I would like my setup more if the weight was more in the handle. But it is fine for me.

I also do feel TT players get a little too fussy with this kind of thing. A TT ball is light....very light. You don't need much impact to make it go. A TT racket, even at 210 grams is still very light. You do swing it over and over. But, when I was 12 years old, playing baseball, I was using a 32-34 inch bat (81-86cm) that weighed somewhere in the area of 2-2.5 lbs (910-1130g). You swing it, you get used to it. Before getting up to bat, you put a 1.5 pound doughnut (680g) on the end of the bat and when you get up to the plate, the bat feels light. :)

Most of this stuff is about perception unless you have someone with a wrist or elbow injury.

One time Der_Echte handed me a racket where the blade weighed 120g and it was quite handle heavy. The total setup was notably over 200g. Because a lot of the weight was in the handle (he had modified the handle to add about 35g to the handle) the blade felt light and very whippy.
That's not how it works though.
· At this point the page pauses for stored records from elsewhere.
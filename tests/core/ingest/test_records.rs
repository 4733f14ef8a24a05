// Chunk record layout and chunk sequence invariants

use crate::common::{ingest_test_docs, long_paragraphs, read_json, record_files, TestDocs};
use serde_json::Value;

#[test]
fn test_chunk_indices_are_dense() {
    let docs = TestDocs::long_text(20);
    let output = docs.sibling("processed");

    let stats = ingest_test_docs(&docs.path(), &output, 500, 50);
    let files = record_files(&output.join("raw_docs/long"));

    assert!(files.len() > 1, "Expected several chunks, got {}", files.len());
    assert_eq!(stats.chunks_written, files.len());

    for (i, path) in files.iter().enumerate() {
        let expected_name = format!("long_txt_{i:04}.json");
        assert!(path.ends_with(&expected_name), "{path:?} != {expected_name}");

        let record = read_json(path);
        let metadata = &record["metadata"];
        assert_eq!(metadata["chunk_id"], Value::from(i));
        assert_eq!(metadata["chunk_index"], Value::from(i));
        assert_eq!(metadata["total_chunks"], Value::from(files.len()));
        assert_eq!(metadata["source_filename"], "long.txt");
    }
}

#[test]
fn test_chunks_respect_size_and_follow_document_order() {
    let docs = TestDocs::long_text(20);
    let output = docs.sibling("processed");
    let original = long_paragraphs(20);

    ingest_test_docs(&docs.path(), &output, 500, 50);

    let mut cursor = 0;
    for path in record_files(&output) {
        let record = read_json(&path);
        let content = record["content"].as_str().unwrap();

        assert!(content.chars().count() <= 500);
        assert_eq!(content, content.trim());

        // Each chunk starts at or after the previous one
        let found = original[cursor..]
            .find(content)
            .map(|offset| cursor + offset);
        let Some(start) = found else {
            panic!("Chunk from {path:?} not found in order");
        };
        cursor = start;
    }
}

#[test]
fn test_record_has_content_then_metadata() {
    let docs = TestDocs::with_files(&[("a.txt", "Short content here.")]);
    let output = docs.sibling("processed");

    ingest_test_docs(&docs.path(), &output, 1000, 200);
    let path = output.join("raw_docs/a/a_txt_0000.json");
    let text = std::fs::read_to_string(&path).unwrap();

    let content_at = text.find("\"content\"").unwrap();
    let metadata_at = text.find("\"metadata\"").unwrap();
    assert!(content_at < metadata_at);

    let record = read_json(&path);
    assert_eq!(record["content"], "Short content here.");
    assert!(record["metadata"]["source"]
        .as_str()
        .unwrap()
        .ends_with("a.txt"));
}

#[test]
fn test_short_content_is_one_chunk_for_every_type() {
    let docs = TestDocs::with_files(&[
        ("plain.txt", "  Short content here.  \n"),
        ("mark.md", "Short content here.\n"),
        ("mark2.markdown", "Short content here."),
        ("page.htm", "<html><body><p>Short content here.</p></body></html>"),
    ]);
    let output = docs.sibling("processed");

    let stats = ingest_test_docs(&docs.path(), &output, 1000, 200);

    assert_eq!(stats.files_processed, 4);
    assert_eq!(stats.chunks_written, 4);
    for path in record_files(&output) {
        let record = read_json(&path);
        assert_eq!(record["content"], "Short content here.", "{path:?}");
        assert_eq!(record["metadata"]["total_chunks"], 1);
    }
}

#[test]
fn test_unsplittable_text_gives_three_records() {
    let content = "x".repeat(2500);
    let docs = TestDocs::with_files(&[("blob.txt", content.as_str())]);
    let output = docs.sibling("processed");

    let stats = ingest_test_docs(&docs.path(), &output, 1000, 200);

    assert_eq!(stats.chunks_written, 3);
    let last = read_json(&output.join("raw_docs/blob/blob_txt_0002.json"));
    assert_eq!(last["content"].as_str().unwrap().len(), 900);
    assert_eq!(last["metadata"]["total_chunks"], 3);
}

#[test]
fn test_uppercase_extension_is_supported() {
    let docs = TestDocs::with_files(&[("SHOUT.TXT", "Loud text.")]);
    let output = docs.sibling("processed");

    let stats = ingest_test_docs(&docs.path(), &output, 1000, 200);

    assert_eq!(stats.files_processed, 1);
    assert!(output.join("raw_docs/SHOUT/SHOUT_TXT_0000.json").exists());
}

#[test]
fn test_dotted_filename_is_flattened() {
    let docs = TestDocs::with_files(&[("release.v2.txt", "Release notes.")]);
    let output = docs.sibling("processed");

    ingest_test_docs(&docs.path(), &output, 1000, 200);

    assert!(output
        .join("raw_docs/release.v2/release_v2_txt_0000.json")
        .exists());
}
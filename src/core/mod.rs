//! Core domain logic (interface-agnostic)
//!
//! This module contains everything the CLI drives, independent of how
//! it is invoked.
//!
//! # Architecture
//!
//! - **config**: Configuration loading (TOML + environment)
//! - **error**: Error types and Result alias
//! - **types**: Documents, chunks, records and run statistics
//! - **xdg**: XDG directory handling
//! - **loader**: Per-format document loaders
//! - **splitter**: Recursive character splitting
//! - **storage**: Atomic record writes
//! - **ingest**: File walking, chunk writing and the ingestion pipeline
//! - **embed**: Embedding providers and the batch embedding pipeline
//! - **cancel**: Cooperative cancellation
//! - **services**: Unified service container

pub mod cancel;
pub mod config;
pub mod embed;
pub mod error;
pub mod ingest;
pub mod loader;
pub mod services;
pub mod splitter;
pub mod storage;
pub mod types;
pub mod xdg;

// Re-export key types for convenience
pub use config::Config;
pub use error::{RagprepError, Result};
pub use services::Services;
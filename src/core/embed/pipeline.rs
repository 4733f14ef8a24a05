//! Batch embedding pipeline.
//!
//! Walks a chunk record tree directory by directory, sends the records
//! of each directory to the embedder in fixed-size batches and writes
//! every record back out, with its vector attached, at the same relative
//! path under the output root.
//!
//! Failure handling is per unit of work:
//! - an unreadable record is left out of its batch
//! - a failed embedding call drops the whole batch, nothing is written
//! - a failed write only loses that one record

use serde::ser::{Serialize, SerializeMap, Serializer};
use serde_json::Value;
use std::fs;
use std::path::{Path, PathBuf};
use std::sync::Arc;
use std::time::Instant;
use walkdir::WalkDir;

use crate::core::cancel::CancelFlag;
use crate::core::embed::Embedder;
use crate::core::error::{RagprepError, Result};
use crate::core::ingest::walker::{is_excluded_dir, is_hidden};
use crate::core::storage::{ensure_dir, ensure_distinct_dirs, write_atomic};
use crate::core::types::{EmbedStats, Failure, Metadata};

pub const DEFAULT_BATCH_SIZE: usize = 20;

/// Field added to every embedded record
pub const EMBEDDING_KEY: &str = "embedding";

pub struct EmbeddingPipeline {
    embedder: Arc<dyn Embedder>,
    batch_size: usize,
    cancel: CancelFlag,
}

impl EmbeddingPipeline {
    /// # Errors
    ///
    /// `ConfigError` if `batch_size` is 0.
    pub fn new(embedder: Arc<dyn Embedder>, batch_size: usize) -> Result<Self> {
        if batch_size == 0 {
            return Err(RagprepError::ConfigError(
                "batch_size must be greater than zero".to_string(),
            ));
        }

        Ok(Self {
            embedder,
            batch_size,
            cancel: CancelFlag::new(),
        })
    }

    /// Stop between batches once `flag` is cancelled
    pub fn with_cancel_flag(mut self, flag: CancelFlag) -> Self {
        self.cancel = flag;
        self
    }

    pub fn batch_size(&self) -> usize {
        self.batch_size
    }

    pub fn embedder(&self) -> &dyn Embedder {
        self.embedder.as_ref()
    }

    /// Embed every record under `input_root` into `output_root`
    ///
    /// # Errors
    ///
    /// `InvalidPath` if `input_root` is not a directory or is the same
    /// directory as `output_root`, `WriteFailed`
    /// if `output_root` cannot be created. Everything else is recorded
    /// in the returned statistics.
    pub fn embed_directory(&self, input_root: &Path, output_root: &Path) -> Result<EmbedStats> {
        let start = Instant::now();

        if !input_root.is_dir() {
            return Err(RagprepError::InvalidPath(format!(
                "Chunks directory does not exist or is not a directory: {input_root:?}"
            )));
        }
        ensure_dir(output_root)?;
        ensure_distinct_dirs(input_root, output_root)?;
        let excluded: Vec<PathBuf> = output_root.canonicalize().into_iter().collect();

        tracing::info!(
            "Embedding records from {:?} into {:?} with model '{}'",
            input_root,
            output_root,
            self.embedder.model_name()
        );

        let mut stats = EmbedStats::default();

        let walker = WalkDir::new(input_root)
            .follow_links(false)
            .sort_by_file_name()
            .into_iter()
            .filter_entry(|e| {
                e.depth() == 0
                    || !(is_hidden(e) || (e.file_type().is_dir() && is_excluded_dir(e.path(), &excluded)))
            });

        'walk: for entry in walker {
            let entry = match entry {
                Ok(entry) => entry,
                Err(e) => {
                    tracing::warn!("Walk error: {}", e);
                    continue;
                }
            };
            if !entry.file_type().is_dir() {
                continue;
            }

            let dir = entry.path();
            let files = match collect_record_files(dir) {
                Ok(files) => files,
                Err(e) => {
                    tracing::warn!("Failed to list {:?}: {}", dir, e);
                    stats.failures.push(Failure::new(dir, &e));
                    continue;
                }
            };
            if files.is_empty() {
                continue;
            }

            let Ok(relative) = dir.strip_prefix(input_root) else {
                continue;
            };
            let out_dir = output_root.join(relative);
            if let Err(e) = ensure_dir(&out_dir) {
                tracing::error!("Skipping {:?}: {}", dir, e);
                stats.records_failed += files.len();
                stats.failures.push(Failure::new(dir, &e));
                continue;
            }

            stats.directories_visited += 1;
            tracing::info!("Processing {} records in {:?}", files.len(), dir);

            for (batch_index, batch) in files.chunks(self.batch_size).enumerate() {
                if self.cancel.is_cancelled() {
                    tracing::warn!("Embedding cancelled in {:?} before batch {}", dir, batch_index + 1);
                    stats.cancelled = true;
                    break 'walk;
                }
                self.process_batch(dir, &out_dir, batch_index + 1, batch, &mut stats);
            }
        }

        stats.duration_ms = start.elapsed().as_millis() as u64;

        tracing::info!(
            "Embedding complete: {} records embedded, {} failed, \
             {}/{} batches succeeded in {}ms",
            stats.records_embedded,
            stats.records_failed,
            stats.batches_succeeded,
            stats.batches_submitted,
            stats.duration_ms
        );

        Ok(stats)
    }

    fn process_batch(
        &self,
        dir: &Path,
        out_dir: &Path,
        batch_number: usize,
        batch: &[PathBuf],
        stats: &mut EmbedStats,
    ) {
        let mut records: Vec<(&PathBuf, Metadata)> = Vec::with_capacity(batch.len());
        let mut texts = Vec::with_capacity(batch.len());

        for path in batch {
            match read_record(path) {
                Ok((fields, content)) => {
                    texts.push(content);
                    records.push((path, fields));
                }
                Err(e) => {
                    tracing::warn!("Skipping unreadable record {:?}: {}", path, e);
                    stats.records_failed += 1;
                    stats.failures.push(Failure::new(path, &e));
                }
            }
        }
        if records.is_empty() {
            return;
        }

        stats.batches_submitted += 1;
        let vectors = match self
            .embedder
            .embed_batch(&texts)
            .and_then(|vectors| validate_vectors(vectors, texts.len()))
        {
            Ok(vectors) => vectors,
            Err(e) => {
                tracing::error!("Error processing batch {} in {:?}: {}", batch_number, dir, e);
                stats.batches_failed += 1;
                stats.records_failed += records.len();
                stats.failures.push(Failure {
                    path: dir.to_path_buf(),
                    kind: e.kind().to_string(),
                    message: format!("batch {batch_number}: {}", e.message()),
                });
                return;
            }
        };
        stats.batches_succeeded += 1;

        for ((path, fields), vector) in records.iter().zip(&vectors) {
            let Some(file_name) = path.file_name() else {
                continue;
            };
            let out_path = out_dir.join(file_name);

            match write_embedded(&out_path, fields, vector) {
                Ok(()) => stats.records_embedded += 1,
                Err(e) => {
                    tracing::warn!("Failed to write {:?}: {}", out_path, e);
                    stats.records_failed += 1;
                    stats.failures.push(Failure::new(&out_path, &e));
                }
            }
        }

        tracing::debug!("Processed batch {} in {:?}", batch_number, dir);
    }
}

/// Record files directly inside `dir`, sorted by name
fn collect_record_files(dir: &Path) -> Result<Vec<PathBuf>> {
    let mut files = Vec::new();

    for entry in fs::read_dir(dir)? {
        let entry = entry?;
        if !entry.file_type()?.is_file() {
            continue;
        }
        let name = entry.file_name();
        let Some(name) = name.to_str() else {
            continue;
        };
        if name.ends_with(".json") && !name.starts_with('.') {
            files.push(entry.path());
        }
    }

    files.sort();
    Ok(files)
}

/// Parse a record, returning all of its fields and its `content`
fn read_record(path: &Path) -> Result<(Metadata, String)> {
    let bytes = fs::read(path)
        .map_err(|e| RagprepError::LoadFailed(format!("Failed to read {path:?}: {e}")))?;
    let value: Value = serde_json::from_slice(&bytes)
        .map_err(|e| RagprepError::LoadFailed(format!("Invalid JSON in {path:?}: {e}")))?;

    let Value::Object(fields) = value else {
        return Err(RagprepError::LoadFailed(format!(
            "Record {path:?} is not a JSON object"
        )));
    };
    let content = fields
        .get("content")
        .and_then(Value::as_str)
        .ok_or_else(|| {
            RagprepError::LoadFailed(format!("Record {path:?} has no string 'content' field"))
        })?
        .to_string();

    Ok((fields, content))
}

/// One vector per text, all the same length
fn validate_vectors(vectors: Vec<Vec<f32>>, expected: usize) -> Result<Vec<Vec<f32>>> {
    if vectors.len() != expected {
        return Err(RagprepError::EmbeddingFailed(format!(
            "Expected {expected} vectors, got {}",
            vectors.len()
        )));
    }
    if let Some(first) = vectors.first() {
        let dims = first.len();
        if let Some(bad) = vectors.iter().position(|v| v.len() != dims) {
            return Err(RagprepError::EmbeddingFailed(format!(
                "Vector {bad} has {} dimensions, expected {dims}",
                vectors[bad].len()
            )));
        }
    }
    Ok(vectors)
}

fn write_embedded(path: &Path, fields: &Metadata, embedding: &[f32]) -> Result<()> {
    let json = serde_json::to_vec(&EmbeddedRecord { fields, embedding })?;
    write_atomic(path, &json)
}

/// Input record fields in their original order, then `embedding`
struct EmbeddedRecord<'a> {
    fields: &'a Metadata,
    embedding: &'a [f32],
}

impl Serialize for EmbeddedRecord<'_> {
    fn serialize<S: Serializer>(&self, serializer: S) -> std::result::Result<S::Ok, S::Error> {
        let mut map = serializer.serialize_map(None)?;
        for (key, value) in self.fields.iter().filter(|(k, _)| *k != EMBEDDING_KEY) {
            map.serialize_entry(key, value)?;
        }
        map.serialize_entry(EMBEDDING_KEY, self.embedding)?;
        map.end()
    }
}
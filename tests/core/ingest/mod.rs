// Ingestion pipeline tests

mod test_records;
According to the Tiefenbacher study, at lower speeds, the same racket with rubbers on both sides and hanging on a pendulum is significantly faster than one without a rubber on the back side and is fixed in place, suggesting that the local weight (i.e. around the area of impact) is a significant contributor to a setup's speed.

With that said, being able to actually land the shot and not get injured is probably more important for most people, so everyone should just pick what works for them.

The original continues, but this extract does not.